Directions:
Give a bare count of the lines with "checking" in the material below.

Provided material:

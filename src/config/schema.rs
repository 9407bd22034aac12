//! Configuration schema definitions.
//!
//! This module contains the struct definitions that map to the optional
//! `.trailhead.yml` file. Every field has a default, so an empty file (or no
//! file at all) describes the standard Node.js project layout.

use serde::{Deserialize, Serialize};
use std::path::PathBuf;

use crate::steps::package_manager::PackageManager;
use crate::steps::runtime_version::VersionComparison;

/// Root configuration structure for `.trailhead.yml`.
#[derive(Debug, Clone, PartialEq, Serialize, Deserialize)]
#[serde(default)]
pub struct TrailheadConfig {
    /// Runtime version requirement
    pub runtime: RuntimeConfig,

    /// Package managers to probe, in preference order
    pub package_managers: Vec<PackageManager>,

    /// Environment file seeding
    pub env_file: EnvFileConfig,

    /// Build output directory (relative to project root)
    pub build_dir: PathBuf,

    /// Package scripts invoked by the check steps
    pub scripts: ScriptsConfig,

    /// Browser lookup
    pub browser: BrowserConfig,

    /// Lines printed under "Next steps" once setup completes.
    ///
    /// `{pm}`, `{build_dir}` and `{env_file}` are substituted.
    pub next_steps: Vec<String>,
}

impl Default for TrailheadConfig {
    fn default() -> Self {
        Self {
            runtime: RuntimeConfig::default(),
            package_managers: default_package_managers(),
            env_file: EnvFileConfig::default(),
            build_dir: PathBuf::from("dist"),
            scripts: ScriptsConfig::default(),
            browser: BrowserConfig::default(),
            next_steps: default_next_steps(),
        }
    }
}

/// The language runtime the project needs.
#[derive(Debug, Clone, PartialEq, Serialize, Deserialize)]
#[serde(default)]
pub struct RuntimeConfig {
    /// Executable that prints the version with `--version`
    pub command: String,

    /// Display name
    pub name: String,

    /// Minimum accepted version, e.g. "18.0.0"
    pub minimum_version: String,

    /// How versions are compared
    pub comparison: VersionComparison,
}

impl Default for RuntimeConfig {
    fn default() -> Self {
        Self {
            command: "node".to_string(),
            name: "Node.js".to_string(),
            minimum_version: "18.0.0".to_string(),
            comparison: VersionComparison::default(),
        }
    }
}

/// Template and target paths for the local env file.
#[derive(Debug, Clone, PartialEq, Serialize, Deserialize)]
#[serde(default)]
pub struct EnvFileConfig {
    /// Checked-in template
    pub template: PathBuf,

    /// Git-ignored local override, created from the template if absent
    pub target: PathBuf,
}

impl Default for EnvFileConfig {
    fn default() -> Self {
        Self {
            template: PathBuf::from(".env.example"),
            target: PathBuf::from(".env"),
        }
    }
}

/// Names of the package scripts run after install.
#[derive(Debug, Clone, PartialEq, Serialize, Deserialize)]
#[serde(default)]
pub struct ScriptsConfig {
    pub typecheck: String,
    pub lint: String,
    pub lint_fix: String,
}

impl Default for ScriptsConfig {
    fn default() -> Self {
        Self {
            typecheck: "typecheck".to_string(),
            lint: "lint".to_string(),
            lint_fix: "lint:fix".to_string(),
        }
    }
}

/// Browser used to load the development build.
#[derive(Debug, Clone, PartialEq, Serialize, Deserialize)]
#[serde(default)]
pub struct BrowserConfig {
    /// Display name
    pub name: String,

    /// Install locations checked in order; the first that exists wins
    pub paths: Vec<PathBuf>,
}

impl Default for BrowserConfig {
    fn default() -> Self {
        Self {
            name: "Google Chrome".to_string(),
            paths: default_browser_paths(),
        }
    }
}

fn default_package_managers() -> Vec<PackageManager> {
    vec![PackageManager::Pnpm, PackageManager::Npm, PackageManager::Yarn]
}

/// Well-known Chrome/Chromium install locations across operating systems.
pub fn default_browser_paths() -> Vec<PathBuf> {
    [
        "/Applications/Google Chrome.app/Contents/MacOS/Google Chrome",
        r"C:\Program Files\Google\Chrome\Application\chrome.exe",
        r"C:\Program Files (x86)\Google\Chrome\Application\chrome.exe",
        "/usr/bin/google-chrome",
        "/usr/bin/chromium-browser",
    ]
    .into_iter()
    .map(PathBuf::from)
    .collect()
}

fn default_next_steps() -> Vec<String> {
    vec![
        "Review {env_file} and fill in any missing values".to_string(),
        "Run `{pm} run dev` to start the development build".to_string(),
        "Open chrome://extensions, enable Developer mode, and load `{build_dir}` as an unpacked extension".to_string(),
    ]
}
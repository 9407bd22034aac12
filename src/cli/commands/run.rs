//! Run command implementation.
//!
//! The `trailhead run` command bootstraps the project. It is also what a
//! bare `trailhead` invocation does.

use std::path::{Path, PathBuf};

use crate::cli::args::RunArgs;
use crate::config::load_config;
use crate::error::Result;
use crate::runner::{BootstrapOptions, BootstrapRunner};
use crate::shell::CommandRunner;
use crate::steps::BROWSER_PATH_ENV;
use crate::ui::UserInterface;

use super::dispatcher::{Command, CommandResult};

/// The run command implementation.
pub struct RunCommand<'a> {
    project_root: PathBuf,
    config_path: Option<PathBuf>,
    args: RunArgs,
    runner: &'a dyn CommandRunner,
}

impl<'a> RunCommand<'a> {
    /// Create a new run command.
    pub fn new(
        project_root: &Path,
        config_path: Option<&Path>,
        args: RunArgs,
        runner: &'a dyn CommandRunner,
    ) -> Self {
        Self {
            project_root: project_root.to_path_buf(),
            config_path: config_path.map(Path::to_path_buf),
            args,
            runner,
        }
    }

    fn build_options(&self) -> BootstrapOptions {
        BootstrapOptions {
            skip: self.args.skip.clone(),
            package_manager: self.args.package_manager,
            browser_override: std::env::var_os(BROWSER_PATH_ENV)
                .filter(|v| !v.is_empty())
                .map(PathBuf::from),
        }
    }
}

impl Command for RunCommand<'_> {
    fn execute(&self, ui: &mut dyn UserInterface) -> Result<CommandResult> {
        let config = load_config(&self.project_root, self.config_path.as_deref())?;
        let options = self.build_options();

        let report =
            BootstrapRunner::new(&config, &self.project_root, self.runner).run(&options, ui)?;

        if report.is_success() {
            Ok(CommandResult::success())
        } else {
            Ok(CommandResult::failure(report.exit_code()))
        }
    }
}
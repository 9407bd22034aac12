//! The individual bootstrap steps.
//!
//! Each step is a plain function that does one thing and reports a
//! [`StepOutcome`]. Steps that touch the filesystem return
//! `Result<StepOutcome>` so unexpected IO errors reach the caller; steps
//! that run commands go through a [`CommandRunner`](crate::shell::CommandRunner).
//!
//! | Step | Function | Failure |
//! |------|----------|---------|
//! | runtime version | [`check_runtime`] | fatal |
//! | package manager | [`detect_package_manager`] | fatal |
//! | env file | [`init_env_file`] | none |
//! | install | [`install_dependencies`] | fatal |
//! | build dir | [`ensure_build_dir`] | none |
//! | typecheck | [`run_typecheck`] | warning |
//! | lint | [`run_lint`] | warning |
//! | browser | [`check_browser`] | warning |
//!
//! # Example
//!
//! ```
//! use std::path::Path;
//! use trailhead::shell::MockRunner;
//! use trailhead::steps::{detect_package_manager, install_dependencies, PackageManager, StepOutcome};
//!
//! let mut runner = MockRunner::new();
//! runner.succeed_with_output("npm --version", "10.2.4");
//! runner.succeed("npm install");
//!
//! let candidates = [PackageManager::Pnpm, PackageManager::Npm, PackageManager::Yarn];
//! let detected = detect_package_manager(&candidates, &runner, Path::new(".")).unwrap();
//! assert_eq!(detected.manager, PackageManager::Npm);
//!
//! let outcome = install_dependencies(detected.manager, &runner, Path::new("."));
//! assert!(matches!(outcome, StepOutcome::Completed(_)));
//! ```

pub mod browser;
pub mod build_dir;
pub mod env_file;
pub mod install;
pub mod outcome;
pub mod package_manager;
pub mod runtime_version;
pub mod scripts;

pub use browser::{check_browser, locate_browser, BROWSER_PATH_ENV};
pub use build_dir::ensure_build_dir;
pub use env_file::init_env_file;
pub use install::install_dependencies;
pub use outcome::{StepKind, StepOutcome};
pub use package_manager::{
    detect_package_manager, not_found_message, DetectedPackageManager, PackageManager,
    UnavailableManager,
};
pub use runtime_version::{check_runtime, extract_version, RuntimeVersion, VersionComparison};
pub use scripts::{run_lint, run_typecheck};
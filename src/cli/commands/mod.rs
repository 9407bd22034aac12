//! CLI command implementations.
//!
//! Each command implements the [`Command`] trait, which provides a uniform
//! interface for executing commands and reporting results. Commands are
//! routed by [`CommandDispatcher`], which also owns the global options
//! every command shares (project root, config override).

pub mod completions;
pub mod config;
pub mod dispatcher;
pub mod run;

pub use dispatcher::{Command, CommandDispatcher, CommandResult};
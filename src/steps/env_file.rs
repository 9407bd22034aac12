//! Local environment file seeding.

use std::fs;
use std::path::Path;

use crate::config::EnvFileConfig;
use crate::error::Result;

use super::outcome::StepOutcome;

/// Copy the env template to the local override if the override is absent.
///
/// An existing override is never touched. A missing template is not an
/// error; there is simply nothing to copy.
pub fn init_env_file(project_root: &Path, config: &EnvFileConfig) -> Result<StepOutcome> {
    let target = project_root.join(&config.target);
    let template = project_root.join(&config.template);

    if target.exists() {
        tracing::debug!("{} already exists", target.display());
        return Ok(StepOutcome::Skipped(format!(
            "{} already exists",
            config.target.display()
        )));
    }

    if !template.exists() {
        tracing::debug!("No template at {}", template.display());
        return Ok(StepOutcome::Skipped(format!(
            "No {} template found",
            config.template.display()
        )));
    }

    fs::copy(&template, &target)?;

    Ok(StepOutcome::Completed(format!(
        "Created {} from {}",
        config.target.display(),
        config.template.display()
    )))
}

#[cfg(test)]
mod tests {
    use super::*;
    use tempfile::TempDir;

    #[test]
    fn copies_template_when_target_missing() {
        let temp = TempDir::new().unwrap();
        fs::write(temp.path().join(".env.example"), "API_URL=http://localhost\n").unwrap();

        let outcome = init_env_file(temp.path(), &EnvFileConfig::default()).unwrap();

        assert!(matches!(outcome, StepOutcome::Completed(_)));
        assert_eq!(
            fs::read_to_string(temp.path().join(".env")).unwrap(),
            "API_URL=http://localhost\n"
        );
    }

    #[test]
    fn copy_is_byte_for_byte() {
        let temp = TempDir::new().unwrap();
        let bytes = b"KEY=\xff\xfe\r\nOTHER=1";
        fs::write(temp.path().join(".env.example"), bytes).unwrap();

        init_env_file(temp.path(), &EnvFileConfig::default()).unwrap();

        assert_eq!(fs::read(temp.path().join(".env")).unwrap(), bytes);
    }

    #[test]
    fn never_overwrites_existing_target() {
        let temp = TempDir::new().unwrap();
        fs::write(temp.path().join(".env.example"), "TEMPLATE=1\n").unwrap();
        fs::write(temp.path().join(".env"), "MINE=1\n").unwrap();

        let outcome = init_env_file(temp.path(), &EnvFileConfig::default()).unwrap();

        assert!(matches!(outcome, StepOutcome::Skipped(_)));
        assert_eq!(
            fs::read_to_string(temp.path().join(".env")).unwrap(),
            "MINE=1\n"
        );
    }

    #[test]
    fn running_twice_matches_running_once() {
        let temp = TempDir::new().unwrap();
        fs::write(temp.path().join(".env.example"), "A=1\n").unwrap();

        init_env_file(temp.path(), &EnvFileConfig::default()).unwrap();
        let first = fs::read(temp.path().join(".env")).unwrap();

        fs::write(temp.path().join(".env.example"), "A=2\n").unwrap();
        let second_outcome = init_env_file(temp.path(), &EnvFileConfig::default()).unwrap();
        let second = fs::read(temp.path().join(".env")).unwrap();

        assert!(matches!(second_outcome, StepOutcome::Skipped(_)));
        assert_eq!(first, second);
    }

    #[test]
    fn missing_template_is_skipped_silently() {
        let temp = TempDir::new().unwrap();

        let outcome = init_env_file(temp.path(), &EnvFileConfig::default()).unwrap();

        assert!(matches!(outcome, StepOutcome::Skipped(_)));
        assert!(!temp.path().join(".env").exists());
    }

    #[test]
    fn honors_configured_paths() {
        let temp = TempDir::new().unwrap();
        fs::create_dir_all(temp.path().join("config")).unwrap();
        fs::write(temp.path().join("config/app.env.sample"), "X=1").unwrap();
        let config = EnvFileConfig {
            template: "config/app.env.sample".into(),
            target: "config/app.env".into(),
        };

        init_env_file(temp.path(), &config).unwrap();

        assert!(temp.path().join("config/app.env").exists());
    }
}
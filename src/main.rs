//! Trailhead CLI entry point.

use std::process::ExitCode;

use clap::Parser;
use trailhead::cli::{Cli, CommandDispatcher};
use trailhead::shell::is_ci;
use trailhead::ui::{create_ui, OutputMode};
use tracing_subscriber::{fmt, prelude::*, EnvFilter};

/// Initialize the tracing subscriber for logging.
///
/// Log level is controlled by:
/// 1. `--debug` flag sets level to DEBUG
/// 2. `RUST_LOG` environment variable (if set)
/// 3. Default is INFO
fn init_tracing(debug: bool) {
    let filter = if debug {
        EnvFilter::new("trailhead=debug")
    } else {
        EnvFilter::try_from_default_env().unwrap_or_else(|_| EnvFilter::new("trailhead=info"))
    };

    tracing_subscriber::registry()
        .with(fmt::layer().with_writer(std::io::stderr).with_target(false))
        .with(filter)
        .init();
}

fn main() -> ExitCode {
    let cli = Cli::parse();
    init_tracing(cli.debug);

    tracing::debug!("Trailhead starting with args: {:?}", cli);

    let output_mode = if cli.quiet {
        OutputMode::Quiet
    } else if cli.verbose {
        OutputMode::Verbose
    } else {
        OutputMode::Normal
    };

    if cli.no_color {
        std::env::set_var("NO_COLOR", "1");
    }

    let project_root = cli
        .project
        .clone()
        .unwrap_or_else(|| std::env::current_dir().unwrap_or_default());

    let mut ui = create_ui(!is_ci(), output_mode);

    let dispatcher = CommandDispatcher::new(project_root).with_config_path(cli.config.clone());

    match dispatcher.dispatch(&cli, ui.as_mut()) {
        Ok(result) => ExitCode::from(result.exit_code),
        Err(e) => {
            ui.error(&format!("Error: {}", e));
            ExitCode::from(1)
        }
    }
}
//! Type-check and lint scripts.
//!
//! Both run through the detected package manager with the terminal
//! attached. Neither can end the run: failures become warnings.

use std::path::Path;

use crate::config::ScriptsConfig;
use crate::shell::{CommandLine, CommandOptions, CommandRunner};
use crate::ui::UserInterface;

use super::outcome::StepOutcome;
use super::package_manager::PackageManager;

fn succeeds(runner: &dyn CommandRunner, command: &CommandLine, project_root: &Path) -> bool {
    match runner.run(command, &CommandOptions::inherited(project_root)) {
        Ok(result) => result.success,
        Err(e) => {
            tracing::debug!("Could not run {}: {}", command, e);
            false
        }
    }
}

/// Run the type-check script.
pub fn run_typecheck(
    manager: PackageManager,
    script: &str,
    runner: &dyn CommandRunner,
    project_root: &Path,
) -> StepOutcome {
    let command = manager.run_script_command(script);

    if succeeds(runner, &command, project_root) {
        StepOutcome::Completed("Type checking passed".to_string())
    } else {
        StepOutcome::Warning(format!(
            "Type checking failed (`{}`); fix the reported errors when convenient",
            command
        ))
    }
}

/// Run the lint script, falling back to the auto-fix script on failure.
pub fn run_lint(
    manager: PackageManager,
    scripts: &ScriptsConfig,
    runner: &dyn CommandRunner,
    project_root: &Path,
    ui: &mut dyn UserInterface,
) -> StepOutcome {
    let lint = manager.run_script_command(&scripts.lint);

    if succeeds(runner, &lint, project_root) {
        return StepOutcome::Completed("Linting passed".to_string());
    }

    let fix = manager.run_script_command(&scripts.lint_fix);
    ui.message(&format!("Lint issues found, running `{}`", fix));

    if succeeds(runner, &fix, project_root) {
        StepOutcome::Completed("Lint issues fixed automatically".to_string())
    } else {
        StepOutcome::Warning(format!(
            "Lint issues remain after `{}`; run `{}` to see them",
            fix, lint
        ))
    }
}

#[cfg(test)]
mod tests {
    use super::*;
    use crate::shell::MockRunner;
    use crate::ui::MockUI;

    #[test]
    fn typecheck_success_completes() {
        let runner = MockRunner::succeeding();

        let outcome = run_typecheck(PackageManager::Npm, "typecheck", &runner, Path::new("."));

        assert!(matches!(outcome, StepOutcome::Completed(_)));
        assert_eq!(runner.calls(), vec!["npm run typecheck"]);
    }

    #[test]
    fn typecheck_failure_is_a_warning() {
        let mut runner = MockRunner::new();
        runner.fail("npm run typecheck", 2);

        let outcome = run_typecheck(PackageManager::Npm, "typecheck", &runner, Path::new("."));

        assert!(outcome.is_warning());
    }

    #[test]
    fn typecheck_missing_tool_is_a_warning() {
        let runner = MockRunner::new();

        let outcome = run_typecheck(PackageManager::Pnpm, "tsc", &runner, Path::new("."));

        assert!(outcome.is_warning());
        assert!(outcome.message().contains("pnpm run tsc"));
    }

    #[test]
    fn lint_success_skips_fix() {
        let runner = MockRunner::succeeding();
        let mut ui = MockUI::new();

        let outcome = run_lint(
            PackageManager::Npm,
            &ScriptsConfig::default(),
            &runner,
            Path::new("."),
            &mut ui,
        );

        assert_eq!(outcome, StepOutcome::Completed("Linting passed".into()));
        assert!(!runner.was_called("npm run lint:fix"));
    }

    #[test]
    fn lint_failure_then_fix_success_completes() {
        let mut runner = MockRunner::succeeding();
        runner.fail("npm run lint", 1);
        let mut ui = MockUI::new();

        let outcome = run_lint(
            PackageManager::Npm,
            &ScriptsConfig::default(),
            &runner,
            Path::new("."),
            &mut ui,
        );

        assert_eq!(
            outcome,
            StepOutcome::Completed("Lint issues fixed automatically".into())
        );
        assert_eq!(runner.calls(), vec!["npm run lint", "npm run lint:fix"]);
        assert!(ui.has_message("npm run lint:fix"));
    }

    #[test]
    fn lint_and_fix_failure_is_a_warning() {
        let mut runner = MockRunner::new();
        runner.fail("yarn run lint", 1);
        runner.fail("yarn run lint:fix", 1);
        let mut ui = MockUI::new();

        let outcome = run_lint(
            PackageManager::Yarn,
            &ScriptsConfig::default(),
            &runner,
            Path::new("."),
            &mut ui,
        );

        assert!(outcome.is_warning());
        assert!(!outcome.is_fatal());
    }

    #[test]
    fn lint_uses_configured_script_names() {
        let mut runner = MockRunner::new();
        runner.fail("pnpm run eslint", 1);
        runner.succeed("pnpm run eslint:fix");
        let scripts = ScriptsConfig {
            typecheck: "tsc".into(),
            lint: "eslint".into(),
            lint_fix: "eslint:fix".into(),
        };
        let mut ui = MockUI::new();

        let outcome = run_lint(
            PackageManager::Pnpm,
            &scripts,
            &runner,
            Path::new("."),
            &mut ui,
        );

        assert!(matches!(outcome, StepOutcome::Completed(_)));
    }
}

Answer section:
2